Doğa Giray ise, "Burada başımıza gelecek şeylerden de İBB'nin sorumlu olmayıp kolluk kuvvetlerinin sorumlu olduğunu söylediler. Bu açıkça işi kendilerinden atmaktır. Biz bugün buradaysak ve müdahale tehdidiyle karşı karşıya isek İstanbul Belediye Başkanı Ekrem İmamoğlu sözünü tutmadığı için bunlara maruz kalıyoruz. Sorumlusunun kim olduğunu işaret etmelerini istemiyoruz. Biz sorunu çözmelerini istiyoruz" şeklinde konuştu.
"GİRİŞ VE ÇIKIŞLAR YASAKLANDIKTAN SONRA HASTALIK ÇOĞALDI"
Büyükada'da bulunan bir fayton sahibi Ruam hastalığının Adalar'a kaçak şekilde getirilen atlar yüzünden yayıldığını iddia ederek, "Eskiden atların giriş ve çıkışı serbestken bu kadar hastalık yoktu. Geldiği yerde de aşı yapılıyordu, geldikten bir hafta sonra burada da yapılıyordu. Hiçbir hastalık çıkmıyordu. Giriş ve çıkışlar yasaklandıktan sonra bu hastalık çoğaldı. Çünkü herkes kaçak şekilde sokmak zorunda kaldı. Kaçak şekilde sokuluyor. Getirdikleri atlar da hastalık mı değil mi insan bilmiyor. Çünkü kaçak getirmek zorunda kalıyor. Benim atlarımda bir test çalışması yapıldı ama herhangi sıkıntı çıkmadı" diye konuştu.
"VETERİNER OLMADIĞI İÇİN HİÇBİR ŞEY YAPILMIYOR"
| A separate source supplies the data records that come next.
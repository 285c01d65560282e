use poise::serenity_prelude as serenity;

use crate::CommandMeta;
use crate::gateway::SerenityGateway;
use crate::moderation::embeds::kick_embed;
use crate::moderation::participants::resolve_participants;
use crate::moderation::report_moderation_error;
use crate::replies::{guild_only_message, require_permission};
use vigil_core::moderation::Moderator;
use vigil_core::{Context, Error};
use vigil_utils::formatting::normalize_reason;

pub const META: CommandMeta = CommandMeta {
    name: "kick",
    desc: "Kick a member from the server.",
    category: "moderation",
    usage: "/kick <user> [reason]",
};

#[poise::command(
    slash_command,
    category = "Moderation",
    default_member_permissions = "KICK_MEMBERS"
)]
pub async fn kick(
    ctx: Context<'_>,
    #[description = "The user to kick"] user: serenity::Member,
    #[description = "Reason for the kick"] reason: Option<String>,
) -> Result<(), Error> {
    let Some(guild_id) = ctx.guild_id() else {
        ctx.say(guild_only_message()).await?;
        return Ok(());
    };

    if !require_permission(ctx, guild_id, serenity::Permissions::KICK_MEMBERS).await? {
        return Ok(());
    }

    let reason = normalize_reason(reason);
    let (actor, target) = resolve_participants(ctx, guild_id, &user).await?;
    let gateway = SerenityGateway::from_context(ctx);
    let moderator = Moderator::new(ctx.data().store.as_ref(), &gateway);

    match moderator.kick(guild_id, &actor, &target, &reason).await {
        Ok(()) => {
            ctx.send(
                poise::CreateReply::default().embed(kick_embed(
                    &user.user,
                    ctx.author().id,
                    &reason,
                )),
            )
            .await?;
            Ok(())
        }
        Err(source) => report_moderation_error(ctx, "kick", source).await,
    }
}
Fayton sahibi Cebrail Çelik, "Ruam diye bir şey kesinlikle yok. Yıllardır bu işi yapıyoruz. Öyle bir şey görmedim. İlk defa duyuyorum. Nasıl tavuklarda kuş gribi oldu. Aynı o hesap. Tavukları gömdüler, sıra atlara geldi. Burada veteriner yok. Veteriner olmadığı için hiçbir şey yapılmıyor. Burada veteriner ve disiplin olması lazım. Gece iki, üç gibi at koşturuyorlar. Gece o saatte at koşturulmaz. İki, üç tane var gece koşuyorlar mecburen benim de koşturmam lazım. Ne yapayım, eve ekmek götürmeyeyim mi?" şeklinde konuştu.
"80 TANE GAYET NORMALDİR"
Fayton sahibi Sinan Keleş, Ruam hastalığının bugüne mahsus bir şey olmadığını, belli aralıklarla bu hastalığın görüldüğünü belirterek "Kaymakamlığın açıkladığı gayet normaldir yani. Bu resmi bir şeydir yani. Bugüne mahsus değil. Sene oluyor 5 tane, sene oluyor 10 tane çıkıyor, sene oluyor 100 tane çıkıyor. O doğaldır. Bu ata özgü bir hastalıktır. Nasıl insanda bir kanser varsa başkasına bulaşmıyor bu da öyledir. Sadece Büyükada'da yok, Anadolu'ya gidin o atlara iğne yaparsanız, içlerinde 5 tane çıkar. Bizim burada Adalar'da 1000 tane at var. 80 tane gayet normaldir yani. Bir de diyorlar ki çok riskli, bulaşıcı diye. Kesinlikle öyle bir şey yok. Ben içinde büyüdüm. 25 senedir içindeyim. Olsaydı bugüne kadar bize bulaşırdı yani." dedi.